Reputation:
I was wondering if someone could help me with this. Here is a sample set of my data:
FirstName LastName Department Ticket Hours Shift DateWorked Key
Bob Smith Sleeves 23235 4 1 2017-01-01 001
Bob Smith Sleeves 12345 4 1 2017-01-01 001
Jim Bo Sleeves 12345 8 1 2017-01-01 002
Janet Moore Lids 78945 8 2 2017-01-01 003
Jon Bob Lids 45621 1.5 3 2017-01-01 004
Jon Bob Lids 45621 7.5 3 2017-01-01 004
Bob Smith Mugs 12345 8 1 2017-01-02
Jim Bo Lids 99999 8 3 2017-01-02
It should return something like this:
DateWorked Shift Department HeadCount
2017-01-01 1 Sleeves 2 (Bob Smith has two entries but counted as one and Jim Bo makes for 2)
2017-01-01 2 Lids 1 (Janet)
2017-01-01 3 Lids 1 (Jon)
Please note that all departments work all shifts. This is just a sample set. There can be anywhere from none to a hundred per department.
Also one employee could work multiple departments in one day! I don't know how to account for that.
This is what I have. So for this example it's not summing Bob Smith. It's counting him as two.
SELECT Scheduled, Department, [Shift], COUNT(*) as HeadCount
FROM EmployeeTickets
WHERE Scheduled >= '2017-01-01' AND Scheduled < '2017-12-31'
GROUP BY Scheduled, Department, [Shift]
ORDER BY Scheduled, Department, [Shift]
Thank you.
ETA I don't know if it helps but in the table there is a key per entry, so Bob Smith on Jan 1 would have a key for that day.
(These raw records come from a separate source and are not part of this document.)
//! `bramble-infra` — application layer: in-memory stores, the storefront
//! service, notification dispatch, and read-model projections.

pub mod checkout;
pub mod notify;
pub mod projections;
pub mod store;


pub use checkout::{CheckoutRequest, Storefront, StorefrontConfig};
pub use notify::{LoggingNotifier, Notification, Notifier, NotifyError};
pub use store::{InMemoryStore, KeyStore};
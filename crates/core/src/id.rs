//! Strongly-typed identifiers used across the domain.

use core::str::FromStr;
use serde::{Deserialize, Serialize};
use uuid::Uuid;

use crate::error::DomainError;

/// Identifier of a customer/user account.
#[derive(Debug, Copy, Clone, PartialEq, Eq, Hash, Serialize, Deserialize)]
#[serde(transparent)]
pub struct UserId(Uuid);

/// Identifier of an aggregate root.
#[derive(Debug, Copy, Clone, PartialEq, Eq, Hash, Serialize, Deserialize)]
#[serde(transparent)]
pub struct AggregateId(Uuid);

macro_rules! impl_uuid_newtype {
    ($t:ty, $name:literal) => {
        impl $t {
            /// Create a new identifier.
            ///
            /// Uses UUIDv7 (time-ordered). Prefer passing IDs explicitly in tests
            /// for determinism.
            pub fn new() -> Self {
                Self(Uuid::now_v7())
            }

            pub fn from_uuid(uuid: Uuid) -> Self {
                Self(uuid)
            }

            pub fn as_uuid(&self) -> &Uuid {
                &self.0
            }
        }

        impl Default for $t {
            fn default() -> Self {
                Self::new()
            }
        }

        impl core::fmt::Display for $t {
            fn fmt(&self, f: &mut core::fmt::Formatter<'_>) -> core::fmt::Result {
                core::fmt::Display::fmt(&self.0, f)
            }
        }

        impl From<Uuid> for $t {
            fn from(value: Uuid) -> Self {
                Self(value)
            }
        }

        impl From<$t> for Uuid {
            fn from(value: $t) -> Self {
                value.0
            }
        }

        impl FromStr for $t {
            type Err = DomainError;

            fn from_str(s: &str) -> Result<Self, Self::Err> {
                let uuid = Uuid::from_str(s)
                    .map_err(|e| DomainError::invalid_id(format!("{}: {}", $name, e)))?;
                Ok(Self(uuid))
            }
        }
    };
}

impl_uuid_newtype!(UserId, "UserId");
impl_uuid_newtype!(AggregateId, "AggregateId");
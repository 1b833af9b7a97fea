//! Domain event abstractions: the `Event` contract, stream envelopes, and
//! the pub/sub bus used to fan events out to projections and notifiers.

pub mod bus;
pub mod envelope;
pub mod event;
pub mod handler;
pub mod in_memory_bus;

pub use bus::{EventBus, Subscription};
pub use envelope::EventEnvelope;
pub use event::Event;
pub use handler::execute;
pub use in_memory_bus::InMemoryEventBus;
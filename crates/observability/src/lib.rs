//! `bramble-observability` — process-wide tracing/logging setup.

/// Tracing configuration (filters, layers).
pub mod tracing;

/// Initialize process-wide observability (tracing/logging).
///
/// This is safe to call multiple times; subsequent calls become no-ops.
pub fn init() {
    crate::tracing::init();
}
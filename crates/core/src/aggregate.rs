//! Aggregate traits: decision logic and state evolution for domain models.

/// Aggregate root marker + minimal interface.
///
/// Intentionally small so domain modules can decide how they model state
/// transitions (pure functions, event application, etc.) without bringing in
/// any infrastructure concerns.
pub trait AggregateRoot {
    /// Strongly-typed aggregate identifier.
    type Id: Clone + Eq + core::hash::Hash + core::fmt::Debug;

    /// Returns the aggregate identifier.
    fn id(&self) -> &Self::Id;

    /// Monotonically increasing version of the aggregate's state.
    ///
    /// Typically corresponds to the number of events applied.
    fn version(&self) -> u64;
}

/// Aggregate execution semantics (pure, deterministic).
///
/// - **Decision logic**: `handle(&self, cmd)` returns events.
/// - **State mutation**: `apply(&mut self, event)` evolves state.
///
/// Aggregates must not perform IO or side effects. They should only return
/// events describing what happened; the caller dispatches those events to
/// stores, buses, and notification collaborators.
pub trait Aggregate: AggregateRoot {
    type Command: Clone + core::fmt::Debug;
    type Event: Clone + core::fmt::Debug;
    type Error: core::fmt::Debug;

    /// Evolve in-memory state from a single event.
    ///
    /// Implementations should remain deterministic and should typically update
    /// their internal `version()` tracking consistently (+1 per applied event).
    fn apply(&mut self, event: &Self::Event);

    /// Decide which events to emit given the current state and a command.
    ///
    /// This must not mutate state. State evolution is done through `apply`.
    fn handle(&self, command: &Self::Command) -> Result<Vec<Self::Event>, Self::Error>;
}
//! Fixed-point monetary arithmetic helpers.
//!
//! All monetary values in the domain are `rust_decimal::Decimal` carried to
//! two decimal places. Rounding is **midpoint away from zero** (a half cent
//! always rounds up in magnitude: 29.925 → 29.93), applied in exactly one
//! place so every module rounds the same way.

use rust_decimal::{Decimal, RoundingStrategy};

/// Number of decimal places for monetary amounts.
pub const SCALE: u32 = 2;

const ONE_HUNDRED: Decimal = Decimal::ONE_HUNDRED;

/// Round a monetary amount to two decimal places, midpoint away from zero.
pub fn round2(amount: Decimal) -> Decimal {
    amount.round_dp_with_strategy(SCALE, RoundingStrategy::MidpointAwayFromZero)
}

/// Apply a percentage rate (e.g. `6.65` for 6.65%) to an amount, rounded.
pub fn percent_of(amount: Decimal, rate_percent: Decimal) -> Decimal {
    round2(amount * rate_percent / ONE_HUNDRED)
}

/// Build an amount from minor units (cents).
pub fn cents(minor: i64) -> Decimal {
    Decimal::new(minor, SCALE)
}

/// Clamp an amount to zero minimum.
pub fn clamp_non_negative(amount: Decimal) -> Decimal {
    if amount.is_sign_negative() {
        Decimal::ZERO
    } else {
        amount
    }
}

#[cfg(test)]
mod tests {
    use super::*;

    #[test]
    fn rounds_the_half_cent_away_from_zero() {
        // 450.00 * 6.65% = 29.9250 exactly; the half cent rounds up.
        let tax = percent_of(cents(45_000), Decimal::new(665, 2));
        assert_eq!(tax, cents(2_993));

        assert_eq!(round2(Decimal::new(29_925, 3)), cents(2_993));
        assert_eq!(round2(Decimal::new(-29_925, 3)), cents(-2_993));
    }

    #[test]
    fn percent_of_whole_amounts() {
        // 2% commission on 1000.00
        assert_eq!(percent_of(cents(100_000), Decimal::from(2)), cents(2_000));
        // 10% discount on 1000.00
        assert_eq!(percent_of(cents(100_000), Decimal::from(10)), cents(10_000));
    }

    #[test]
    fn clamp_floors_at_zero() {
        assert_eq!(clamp_non_negative(cents(-1)), Decimal::ZERO);
        assert_eq!(clamp_non_negative(cents(1)), cents(1));
        assert_eq!(clamp_non_negative(Decimal::ZERO), Decimal::ZERO);
    }
}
His social security number is also in there. I'm trying to group by one of those somehow.
Upvotes: 0
Views: 44
Reputation: 48177
just use DISTINCT
SELECT Scheduled, Department, [Shift], COUNT( DISTINCT FirstName ) as HeadCount
FROM EmployeeTickets
WHERE Scheduled >= '2017-01-01' AND Scheduled < '2017-12-31'
GROUP BY Scheduled, Department, [Shift]
ORDER BY Scheduled, Department, [Shift]
Of course this will have problem if you have multiple persons with same name. So I hope you have some EmployeeID on your tables, so you can differentiate every employee.